Task statement: Reproduce every record below, character by character.

[Material provided]

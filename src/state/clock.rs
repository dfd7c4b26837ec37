//! Authoritative time/duration store.
//!
//! All commits pass through [`validate_and_format`]: unparseable text keeps
//! the previous value, everything else is quantized to the step grid and
//! clamped into range. Lowering the duration below the current time clamps
//! the time inside the same commit, so `time > duration` is never observable.

use std::cell::Cell;

use crate::constants::{
    DURATION_INIT, DURATION_MAX, DURATION_MIN, TIME_INIT, TIME_MIN, TIME_STEP,
};

use super::subscription::{Subscribers, SubscriptionId};

/// Raw commit input. Commit fields hand over either the text currently in the
/// input or an already-numeric value (arrow steps, ruler seeks).
#[derive(Debug, Clone, PartialEq)]
pub enum RawValue {
    Number(f64),
    Text(String),
}

impl From<i64> for RawValue {
    fn from(value: i64) -> Self {
        RawValue::Number(value as f64)
    }
}

impl From<f64> for RawValue {
    fn from(value: f64) -> Self {
        RawValue::Number(value)
    }
}

impl From<&str> for RawValue {
    fn from(value: &str) -> Self {
        RawValue::Text(value.to_string())
    }
}

impl From<String> for RawValue {
    fn from(value: String) -> Self {
        RawValue::Text(value)
    }
}

/// Snapshot emitted to subscribers after a committed change.
#[derive(Debug, Clone, Copy, PartialEq, Eq)]
pub struct ClockChange {
    pub time: i64,
    pub duration: i64,
}

/// Normalize a raw value for commit.
///
/// Text that does not parse as a finite number returns `previous` unchanged.
/// Parsed values are rounded to the nearest multiple of [`TIME_STEP`]
/// (half away from zero) and clamped to `[min, max]`.
pub fn validate_and_format(raw: RawValue, previous: i64, max: i64, min: i64) -> i64 {
    let value = match raw {
        RawValue::Number(v) if v.is_finite() => v,
        RawValue::Number(_) => return previous,
        RawValue::Text(text) => match text.trim().parse::<f64>() {
            Ok(v) if v.is_finite() => v,
            _ => return previous,
        },
    };
    let step = TIME_STEP as f64;
    let stepped = (value / step).round() * step;
    (stepped as i64).clamp(min, max)
}

pub struct TimelineClock {
    time: Cell<i64>,
    duration: Cell<i64>,
    subscribers: Subscribers<ClockChange>,
}

impl TimelineClock {
    pub fn new() -> Self {
        Self {
            time: Cell::new(TIME_INIT),
            duration: Cell::new(DURATION_INIT),
            subscribers: Subscribers::new(),
        }
    }

    pub fn time(&self) -> i64 {
        self.time.get()
    }

    pub fn duration(&self) -> i64 {
        self.duration.get()
    }

    /// Commit a new current time. Returns the committed value.
    pub fn set_time(&self, raw: impl Into<RawValue>) -> i64 {
        let next = validate_and_format(raw.into(), self.time.get(), self.duration.get(), TIME_MIN);
        self.commit(next, self.duration.get());
        next
    }

    /// Commit a new total duration. Returns the committed value.
    ///
    /// If the committed duration falls below the current time, the time is
    /// clamped down through the same validation path as part of this commit.
    pub fn set_duration(&self, raw: impl Into<RawValue>) -> i64 {
        let next =
            validate_and_format(raw.into(), self.duration.get(), DURATION_MAX, DURATION_MIN);
        let time = self.time.get();
        let time = if time > next {
            validate_and_format(RawValue::Number(time as f64), time, next, TIME_MIN)
        } else {
            time
        };
        self.commit(time, next);
        next
    }

    /// Restore the initial time/duration pair atomically.
    pub fn reset(&self) {
        self.commit(TIME_INIT, DURATION_INIT);
    }

    pub fn subscribe(&self, listener: impl Fn(&ClockChange) + 'static) -> SubscriptionId {
        self.subscribers.subscribe(listener)
    }

    pub fn unsubscribe(&self, id: SubscriptionId) {
        self.subscribers.unsubscribe(id);
    }

    fn commit(&self, time: i64, duration: i64) {
        let changed = time != self.time.get() || duration != self.duration.get();
        self.time.set(time);
        self.duration.set(duration);
        if changed {
            self.subscribers.emit(&ClockChange { time, duration });
        }
    }
}

impl Default for TimelineClock {
    fn default() -> Self {
        Self::new()
    }
}

#[cfg(test)]
mod tests {
    use super::*;
    use std::cell::RefCell;
    use std::rc::Rc;

    fn clock_with_counter() -> (Rc<TimelineClock>, Rc<RefCell<Vec<ClockChange>>>) {
        let clock = Rc::new(TimelineClock::new());
        let changes = Rc::new(RefCell::new(Vec::new()));
        let changes_inner = changes.clone();
        clock.subscribe(move |change| changes_inner.borrow_mut().push(*change));
        (clock, changes)
    }

    #[test]
    fn test_initial_state() {
        let clock = TimelineClock::new();
        assert_eq!(clock.time(), 0);
        assert_eq!(clock.duration(), 2000);
    }

    #[test]
    fn test_time_commits_are_stepped_and_clamped() {
        let clock = TimelineClock::new();
        assert_eq!(clock.set_time("128.7"), 130);
        assert_eq!(clock.set_time("-120"), 0);
        assert_eq!(clock.set_time(15), 20);
        assert_eq!(clock.set_time(9999), 2000);
        for text in ["0", "3", "77", "1995", "2000"] {
            let committed = clock.set_time(text);
            assert_eq!(committed % TIME_STEP, 0, "input {text:?}");
            assert!((TIME_MIN..=clock.duration()).contains(&committed), "input {text:?}");
        }
    }

    #[test]
    fn test_invalid_text_keeps_previous_value() {
        let clock = TimelineClock::new();
        clock.set_time(500);
        assert_eq!(clock.set_time("abc"), 500);
        assert_eq!(clock.set_time(""), 500);
        assert_eq!(clock.set_time("   "), 500);
        assert_eq!(clock.set_time(f64::NAN), 500);
        assert_eq!(clock.time(), 500);
    }

    #[test]
    fn test_duration_commits_are_stepped_and_clamped() {
        let clock = TimelineClock::new();
        assert_eq!(clock.set_duration("3000"), 3000);
        assert_eq!(clock.set_duration(42), 100);
        assert_eq!(clock.set_duration(7000), 6000);
        assert_eq!(clock.set_duration("1234.4"), 1230);
    }

    #[test]
    fn test_lowering_duration_clamps_time_in_same_commit() {
        let (clock, changes) = clock_with_counter();
        clock.set_duration(3000);
        clock.set_time(2000);
        changes.borrow_mut().clear();

        assert_eq!(clock.set_duration("1000"), 1000);
        assert_eq!(clock.time(), 1000);
        // One notification carrying both the new duration and the clamped time.
        assert_eq!(changes.borrow().len(), 1);
        assert_eq!(
            changes.borrow()[0],
            ClockChange { time: 1000, duration: 1000 }
        );
    }

    #[test]
    fn test_recommitting_equal_value_is_silent() {
        let (clock, changes) = clock_with_counter();
        clock.set_time(300);
        assert_eq!(changes.borrow().len(), 1);
        clock.set_time(300);
        clock.set_time("300");
        assert_eq!(changes.borrow().len(), 1);
    }

    #[test]
    fn test_invalid_commit_does_not_notify() {
        let (clock, changes) = clock_with_counter();
        clock.set_time("not a number");
        assert!(changes.borrow().is_empty());
    }

    #[test]
    fn test_reset_restores_initial_pair() {
        let (clock, changes) = clock_with_counter();
        clock.set_duration(4000);
        clock.set_time(1500);
        changes.borrow_mut().clear();

        clock.reset();
        assert_eq!(clock.time(), TIME_INIT);
        assert_eq!(clock.duration(), DURATION_INIT);
        assert_eq!(changes.borrow().len(), 1);

        clock.reset();
        assert_eq!(changes.borrow().len(), 1);
    }

    #[test]
    fn test_time_cannot_exceed_duration() {
        let clock = TimelineClock::new();
        clock.set_duration(500);
        assert_eq!(clock.set_time(800), 500);
    }

    #[test]
    fn test_validate_and_format_rounds_half_away_from_zero() {
        assert_eq!(validate_and_format(RawValue::Number(15.0), 0, 6000, 0), 20);
        assert_eq!(validate_and_format(RawValue::Number(14.9), 0, 6000, 0), 10);
        assert_eq!(
            validate_and_format(RawValue::Number(-15.0), 0, 6000, -6000),
            -20
        );
    }
}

[/Material provided]

Written response:
filename src/state/clock.rs
repository dfd7c4b26837ec37
//! Authoritative time/duration store.
//!
//! All commits pass through [`validate_and_format`]: unparseable text keeps
//! the previous value, everything else is quantized to the step grid and
//! clamped into range. Lowering the duration below the current time clamps
//! the time inside the same commit, so `time > duration` is never observable.

use std::cell::Cell;

use crate::constants::{
    DURATION_INIT, DURATION_MAX, DURATION_MIN, TIME_INIT, TIME_MIN, TIME_STEP,
};

use super::subscription::{Subscribers, SubscriptionId};

/// Raw commit input. Commit fields hand over either the text currently in the
/// input or an already-numeric value (arrow steps, ruler seeks).
#[derive(Debug, Clone, PartialEq)]
pub enum RawValue {
    Number(f64),
    Text(String),
}

impl From<i64> for RawValue {
    fn from(value: i64) -> Self {
        RawValue::Number(value as f64)
    }
}

impl From<f64> for RawValue {
    fn from(value: f64) -> Self {
        RawValue::Number(value)
    }
}

impl From<&str> for RawValue {
    fn from(value: &str) -> Self {
        RawValue::Text(value.to_string())
    }
}

impl From<String> for RawValue {
    fn from(value: String) -> Self {
        RawValue::Text(value)
    }
}

/// Snapshot emitted to subscribers after a committed change.
#[derive(Debug, Clone, Copy, PartialEq, Eq)]
pub struct ClockChange {
    pub time: i64,
    pub duration: i64,
}

/// Normalize a raw value for commit.
///
/// Text that does not parse as a finite number returns `previous` unchanged.
/// Parsed values are rounded to the nearest multiple of [`TIME_STEP`]
/// (half away from zero) and clamped to `[min, max]`.
pub fn validate_and_format(raw: RawValue, previous: i64, max: i64, min: i64) -> i64 {
    let value = match raw {
        RawValue::Number(v) if v.is_finite() => v,
        RawValue::Number(_) => return previous,
        RawValue::Text(text) => match text.trim().parse::<f64>() {
            Ok(v) if v.is_finite() => v,
            _ => return previous,
        },
    };
    let step = TIME_STEP as f64;
    let stepped = (value / step).round() * step;
    (stepped as i64).clamp(min, max)
}

pub struct TimelineClock {
    time: Cell<i64>,
    duration: Cell<i64>,
    subscribers: Subscribers<ClockChange>,
}

impl TimelineClock {
    pub fn new() -> Self {
        Self {
            time: Cell::new(TIME_INIT),
            duration: Cell::new(DURATION_INIT),
            subscribers: Subscribers::new(),
        }
    }

    pub fn time(&self) -> i64 {
        self.time.get()
    }

    pub fn duration(&self) -> i64 {
        self.duration.get()
    }

    /// Commit a new current time. Returns the committed value.
    pub fn set_time(&self, raw: impl Into<RawValue>) -> i64 {
        let next = validate_and_format(raw.into(), self.time.get(), self.duration.get(), TIME_MIN);
        self.commit(next, self.duration.get());
        next
    }

    /// Commit a new total duration. Returns the committed value.
    ///
    /// If the committed duration falls below the current time, the time is
    /// clamped down through the same validation path as part of this commit.
    pub fn set_duration(&self, raw: impl Into<RawValue>) -> i64 {
        let next =
            validate_and_format(raw.into(), self.duration.get(), DURATION_MAX, DURATION_MIN);
        let time = self.time.get();
        let time = if time > next {
            validate_and_format(RawValue::Number(time as f64), time, next, TIME_MIN)
        } else {
            time
        };
        self.commit(time, next);
        next
    }

    /// Restore the initial time/duration pair atomically.
    pub fn reset(&self) {
        self.commit(TIME_INIT, DURATION_INIT);
    }

    pub fn subscribe(&self, listener: impl Fn(&ClockChange) + 'static) -> SubscriptionId {
        self.subscribers.subscribe(listener)
    }

    pub fn unsubscribe(&self, id: SubscriptionId) {
        self.subscribers.unsubscribe(id);
    }

    fn commit(&self, time: i64, duration: i64) {
        let changed = time != self.time.get() || duration != self.duration.get();
        self.time.set(time);
        self.duration.set(duration);
        if changed {
            self.subscribers.emit(&ClockChange { time, duration });
        }
    }
}

impl Default for TimelineClock {
    fn default() -> Self {
        Self::new()
    }
}

#[cfg(test)]
mod tests {
    use super::*;
    use std::cell::RefCell;
    use std::rc::Rc;

    fn clock_with_counter() -> (Rc<TimelineClock>, Rc<RefCell<Vec<ClockChange>>>) {
        let clock = Rc::new(TimelineClock::new());
        let changes = Rc::new(RefCell::new(Vec::new()));
        let changes_inner = changes.clone();
        clock.subscribe(move |change| changes_inner.borrow_mut().push(*change));
        (clock, changes)
    }

    #[test]
    fn test_initial_state() {
        let clock = TimelineClock::new();
        assert_eq!(clock.time(), 0);
        assert_eq!(clock.duration(), 2000);
    }

    #[test]
    fn test_time_commits_are_stepped_and_clamped() {
        let clock = TimelineClock::new();
        assert_eq!(clock.set_time("128.7"), 130);
        assert_eq!(clock.set_time("-120"), 0);
        assert_eq!(clock.set_time(15), 20);
        assert_eq!(clock.set_time(9999), 2000);
        for text in ["0", "3", "77", "1995", "2000"] {
            let committed = clock.set_time(text);
            assert_eq!(committed % TIME_STEP, 0, "input {text:?}");
            assert!((TIME_MIN..=clock.duration()).contains(&committed), "input {text:?}");
        }
    }

    #[test]
    fn test_invalid_text_keeps_previous_value() {
        let clock = TimelineClock::new();
        clock.set_time(500);
        assert_eq!(clock.set_time("abc"), 500);
        assert_eq!(clock.set_time(""), 500);
        assert_eq!(clock.set_time("   "), 500);
        assert_eq!(clock.set_time(f64::NAN), 500);
        assert_eq!(clock.time(), 500);
    }

    #[test]
    fn test_duration_commits_are_stepped_and_clamped() {
        let clock = TimelineClock::new();
        assert_eq!(clock.set_duration("3000"), 3000);
        assert_eq!(clock.set_duration(42), 100);
        assert_eq!(clock.set_duration(7000), 6000);
        assert_eq!(clock.set_duration("1234.4"), 1230);
    }

    #[test]
    fn test_lowering_duration_clamps_time_in_same_commit() {
        let (clock, changes) = clock_with_counter();
        clock.set_duration(3000);
        clock.set_time(2000);
        changes.borrow_mut().clear();

        assert_eq!(clock.set_duration("1000"), 1000);
        assert_eq!(clock.time(), 1000);
        // One notification carrying both the new duration and the clamped time.
        assert_eq!(changes.borrow().len(), 1);
        assert_eq!(
            changes.borrow()[0],
            ClockChange { time: 1000, duration: 1000 }
        );
    }

    #[test]
    fn test_recommitting_equal_value_is_silent() {
        let (clock, changes) = clock_with_counter();
        clock.set_time(300);
        assert_eq!(changes.borrow().len(), 1);
        clock.set_time(300);
        clock.set_time("300");
        assert_eq!(changes.borrow().len(), 1);
    }

    #[test]
    fn test_invalid_commit_does_not_notify() {
        let (clock, changes) = clock_with_counter();
        clock.set_time("not a number");
        assert!(changes.borrow().is_empty());
    }

    #[test]
    fn test_reset_restores_initial_pair() {
        let (clock, changes) = clock_with_counter();
        clock.set_duration(4000);
        clock.set_time(1500);
        changes.borrow_mut().clear();

        clock.reset();
        assert_eq!(clock.time(), TIME_INIT);
        assert_eq!(clock.duration(), DURATION_INIT);
        assert_eq!(changes.borrow().len(), 1);

        clock.reset();
        assert_eq!(changes.borrow().len(), 1);
    }

    #[test]
    fn test_time_cannot_exceed_duration() {
        let clock = TimelineClock::new();
        clock.set_duration(500);
        assert_eq!(clock.set_time(800), 500);
    }

    #[test]
    fn test_validate_and_format_rounds_half_away_from_zero() {
        assert_eq!(validate_and_format(RawValue::Number(15.0), 0, 6000, 0), 20);
        assert_eq!(validate_and_format(RawValue::Number(14.9), 0, 6000, 0), 10);
        assert_eq!(
            validate_and_format(RawValue::Number(-15.0), 0, 6000, -6000),
            -20
        );
    }
}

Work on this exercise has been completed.